## WHAT THE TASK REQUIRES:
What lines of the listing below contain the word "ToolConfig"? Copy each of them out.

## SUPPLIED MATERIAL:

——

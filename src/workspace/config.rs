//! Workspace configuration

use std::path::{Path, PathBuf};

use serde::{Deserialize, Serialize};

use crate::error::Result;
use crate::generation::ToolConfig;
use crate::syntax::FormattingOptions;

/// Settings shared by all grammars of a workspace.
#[derive(Debug, Clone, Default, PartialEq, Eq, Serialize, Deserialize)]
#[serde(rename_all = "camelCase", default)]
pub struct WorkspaceConfig {
    /// Searched before the grammar's own directory when resolving imports
    pub import_dir: Option<PathBuf>,
    /// Options for `format_grammar` when the caller passes none
    pub default_format_options: FormattingOptions,
    pub tool: ToolConfig,
}

impl WorkspaceConfig {
    /// Reads a JSON configuration file. Missing keys take their defaults.
    pub fn from_file(path: &Path) -> Result<Self> {
        let text = std::fs::read_to_string(path)?;
        Ok(serde_json::from_str(&text)?)
    }
}

#[cfg(test)]
mod tests {
    use super::*;

    #[test]
    fn test_partial_json_keeps_defaults() {
        let config: WorkspaceConfig = serde_json::from_str(
            r#"{ "importDir": "lib", "tool": { "jar": "antlr-4.13.2-complete.jar" } }"#,
        )
        .unwrap();
        assert_eq!(config.import_dir, Some(PathBuf::from("lib")));
        assert_eq!(config.tool.java, PathBuf::from("java"));
        assert_eq!(
            config.tool.jar,
            Some(PathBuf::from("antlr-4.13.2-complete.jar"))
        );
        assert_eq!(config.default_format_options, FormattingOptions::default());
    }

    #[test]
    fn test_from_file() {
        let dir = tempfile::tempdir().unwrap();
        let path = dir.path().join("g4.json");
        std::fs::write(&path, r#"{ "defaultFormatOptions": { "columnLimit": 80 } }"#).unwrap();

        let config = WorkspaceConfig::from_file(&path).unwrap();
        assert_eq!(config.default_format_options.column_limit, 80);
        assert!(WorkspaceConfig::from_file(&dir.path().join("missing.json")).is_err());
    }
}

——

## REPLY:
use crate::generation::ToolConfig;
    pub tool: ToolConfig,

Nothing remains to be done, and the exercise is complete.